According to data from Johns Hopkins University, there have been more than 6.6 million cases of coronavirus reported in the United States. More than 197,000 people have died.
Seven coronavirus deaths linked to one wedding
A wedding in Maine is linked to 176 Covid-19 cases and the deaths of seven people who didn’t attend the celebration, highlighting how easily and quickly coronavirus can spread at social gatherings, public health experts say.
For months, doctors have stressed the importance of wearing masks, social distancing, and avoiding large gatherings.
But outbreaks have stemmed from Memorial Day events, Fourth of July celebrations and a massive motorcycle rally in Sturgis, South Dakota.
The wedding in Millinocket on August 7 had about 65 guests, a violation of the state’s 50-person limit for indoor events, the Maine Center for Disease Control and Prevention said.

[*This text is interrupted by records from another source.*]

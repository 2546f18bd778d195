//! MSB-first bit cursor with Exp-Golomb decoding.

use crate::error::{Error, Result};

/// Bit reader over a byte slice with a bit-length ceiling.
#[derive(Debug, Clone)]
pub struct BitReader<'a> {
    data: &'a [u8],
    pos: usize,
    limit: usize,
}

impl<'a> BitReader<'a> {
    pub fn new(data: &'a [u8]) -> Self {
        Self::with_limit(data, data.len() * 8)
    }

    /// Reader that refuses to read past `limit` bits.
    pub fn with_limit(data: &'a [u8], limit: usize) -> Self {
        Self {
            data,
            pos: 0,
            limit: limit.min(data.len() * 8),
        }
    }

    /// Bits consumed so far.
    pub fn position(&self) -> usize {
        self.pos
    }

    pub fn bits_remaining(&self) -> usize {
        self.limit - self.pos
    }

    /// Read `n` bits (1..=32), most significant first.
    pub fn read_bits(&mut self, n: u32) -> Result<u32> {
        if !(1..=32).contains(&n) {
            return Err(Error::InvalidBitCount(n));
        }
        if self.bits_remaining() < n as usize {
            return Err(Error::BitstreamExhausted);
        }

        let mut result = 0u32;
        for _ in 0..n {
            let bit = (self.data[self.pos / 8] >> (7 - self.pos % 8)) & 1;
            result = (result << 1) | bit as u32;
            self.pos += 1;
        }
        Ok(result)
    }

    pub fn read_flag(&mut self) -> Result<bool> {
        Ok(self.read_bits(1)? == 1)
    }

    pub fn read_u8(&mut self) -> Result<u8> {
        Ok(self.read_bits(8)? as u8)
    }

    pub fn skip_bits(&mut self, n: usize) -> Result<()> {
        if self.bits_remaining() < n {
            return Err(Error::BitstreamExhausted);
        }
        self.pos += n;
        Ok(())
    }

    /// Unsigned Exp-Golomb: `k` zeros, a one, then `k` bits; 2^k - 1 + bits.
    pub fn read_ue(&mut self) -> Result<u32> {
        let mut leading_zeros = 0u32;
        while !self.read_flag()? {
            leading_zeros += 1;
            if leading_zeros > 31 {
                return Err(Error::ExpGolombOverflow);
            }
        }
        if leading_zeros == 0 {
            return Ok(0);
        }
        let suffix = self.read_bits(leading_zeros)?;
        Ok((1u32 << leading_zeros) - 1 + suffix)
    }

    /// Signed Exp-Golomb: odd codes map to positive values, even to negative.
    pub fn read_se(&mut self) -> Result<i32> {
        let code = self.read_ue()? as i64;
        let value = if code % 2 == 1 {
            (code + 1) / 2
        } else {
            -(code / 2)
        };
        Ok(value as i32)
    }
}
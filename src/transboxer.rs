//! WebM to fragmented MP4 orchestration.
//!
//! The [`Transboxer`] feeds input chunks to the EBML decoder and reacts to
//! its events: track and timing elements are remembered, and every video
//! block becomes one `moof` + `mdat` fragment. The first video block also
//! produces the `ftyp` + `moov` init segment. Output is handed to a
//! [`TransboxSink`] as soon as each piece is complete.

use std::collections::{BTreeMap, HashSet};
use std::io;

use bytes::Bytes;
use serde::Serialize;
use tracing::{debug, trace, warn};

use transboxer_avc::{AvcConfig, NalUnitType, NaluFormat, NaluStream};
use transboxer_ebml::schema::ids;
use transboxer_ebml::{Block, Decoder, TagEvent, TagKind, Value};
use transboxer_fmp4::{writer, AtomTree, ChunkSink, OutputChunk, Sample, VideoTrack};

use crate::config::TransboxConfig;
use crate::error::{Error, Result};

/// TimecodeScale when the Info element does not give one: 1 ms ticks.
pub const DEFAULT_TIMECODE_SCALE: u64 = 1_000_000;

const TRACK_TYPE_VIDEO: u64 = 1;
const AVC_CODEC_ID: &str = "V_MPEG4/ISO/AVC";

/// Running totals, reported once when the stream finishes.
#[derive(Debug, Clone, Copy, Default, PartialEq, Eq, Serialize)]
pub struct Counts {
    /// Input chunks accepted.
    pub packets: u64,
    pub bytes: u64,
    /// SimpleBlock and Block elements, on any track.
    pub blocks: u64,
    /// `moof` + `mdat` pairs written.
    pub fragments: u64,
}

/// Receiver of transboxed output.
pub trait TransboxSink: ChunkSink {
    /// Called exactly once, after the last chunk of a finished stream.
    fn finished(&mut self, counts: &Counts);
}

impl TransboxSink for Vec<OutputChunk> {
    fn finished(&mut self, _counts: &Counts) {}
}

impl TransboxSink for () {
    fn finished(&mut self, _counts: &Counts) {}
}

/// Keeps every chunk and the final counts in memory.
#[derive(Debug, Default)]
pub struct Collector {
    pub chunks: Vec<OutputChunk>,
    pub counts: Option<Counts>,
}

impl Collector {
    /// All output bytes, concatenated.
    pub fn concat(&self) -> Vec<u8> {
        self.chunks.iter().flat_map(|c| c.data.iter().copied()).collect()
    }
}

impl ChunkSink for Collector {
    fn write_chunk(&mut self, chunk: OutputChunk) -> io::Result<()> {
        self.chunks.push(chunk);
        Ok(())
    }
}

impl TransboxSink for Collector {
    fn finished(&mut self, counts: &Counts) {
        self.counts = Some(*counts);
    }
}

/// Writes chunk bytes straight through to an [`io::Write`].
#[derive(Debug)]
pub struct WriteSink<W> {
    inner: W,
    written: u64,
    counts: Option<Counts>,
}

impl<W: io::Write> WriteSink<W> {
    pub fn new(inner: W) -> Self {
        Self {
            inner,
            written: 0,
            counts: None,
        }
    }

    pub fn written(&self) -> u64 {
        self.written
    }

    pub fn counts(&self) -> Option<Counts> {
        self.counts
    }

    pub fn into_inner(self) -> W {
        self.inner
    }
}

impl<W: io::Write> ChunkSink for WriteSink<W> {
    fn write_chunk(&mut self, chunk: OutputChunk) -> io::Result<()> {
        self.inner.write_all(&chunk.data)?;
        self.written += chunk.data.len() as u64;
        Ok(())
    }
}

impl<W: io::Write> TransboxSink for WriteSink<W> {
    fn finished(&mut self, counts: &Counts) {
        if let Err(e) = self.inner.flush() {
            warn!(error = %e, "failed to flush output");
        }
        self.counts = Some(*counts);
    }
}

/// Outstanding input writes and the finish request.
#[derive(Debug, Clone, Copy, PartialEq, Eq)]
enum WriteState {
    Idle,
    Writing(usize),
    /// Finish requested while this many writes were outstanding.
    FinishPending(usize),
    Finished,
    Aborted,
}

/// An input chunk announced with [`Transboxer::begin_write`] whose bytes
/// are delivered later.
#[derive(Debug, PartialEq, Eq, Hash)]
#[must_use = "complete or cancel the write, or a pending finish never fires"]
pub struct PendingWrite {
    id: u64,
}

impl PendingWrite {
    pub fn id(&self) -> u64 {
        self.id
    }
}

/// Remuxes one WebM stream into fragmented MP4.
pub struct Transboxer<S: TransboxSink> {
    decoder: Decoder,
    mux: Muxer<S>,
    state: WriteState,
    outstanding: HashSet<u64>,
    next_ticket: u64,
}
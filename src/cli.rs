use clap::{Parser, Subcommand};
use std::path::PathBuf;

#[derive(Parser)]
#[command(name = "transboxer")]
#[command(author, version, about = "Remux live WebM (H.264) into fragmented MP4")]
pub struct Cli {
    /// Path to config file
    #[arg(short, long, global = true)]
    pub config: Option<PathBuf>,

    /// Enable verbose logging
    #[arg(short, long, global = true)]
    pub verbose: bool,

    #[command(subcommand)]
    pub command: Commands,
}

#[derive(Subcommand)]
pub enum Commands {
    /// Remux a WebM file (or `-` for stdin) into fragmented MP4
    Convert {
        /// Input WebM stream
        #[arg(required = true)]
        input: PathBuf,

        /// Output file (stdout if not specified)
        #[arg(short, long)]
        output: Option<PathBuf>,

        /// Read size in bytes
        #[arg(long)]
        chunk_size: Option<usize>,

        /// Track timescale in ticks per second
        #[arg(long)]
        timescale: Option<u32>,

        /// Guess instead of failing on unrecognized NALU framing
        #[arg(long)]
        lenient: bool,
    },

    /// Show the element tree or a summary of a WebM stream
    Inspect {
        /// File to inspect (`-` for stdin)
        #[arg(required = true)]
        file: PathBuf,

        /// Print every element instead of a summary
        #[arg(long)]
        tags: bool,

        /// Output the summary as JSON
        #[arg(long, conflicts_with = "tags")]
        json: bool,
    },

    /// Validate configuration file
    Validate {
        /// Config file to validate (uses default if not specified)
        config: Option<PathBuf>,
    },

    /// Display version information
    Version,
}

The event is linked to outbreaks that have unfolded at a nursing home and a jail, both more than 100 miles away from the wedding venue, among people who had only secondary or tertiary contact with an attendee.
Residents at Maplecrest Rehabilitation and Living Center accounted for 39 cases tied to the wedding and six of the seven deaths thus far, Maine CDC Director Dr. Nirav D. Shah said.
“The virus favors gatherings,” Shah added. “It does not distinguish between happy events like a wedding celebration, or sad farewells, like a funeral.”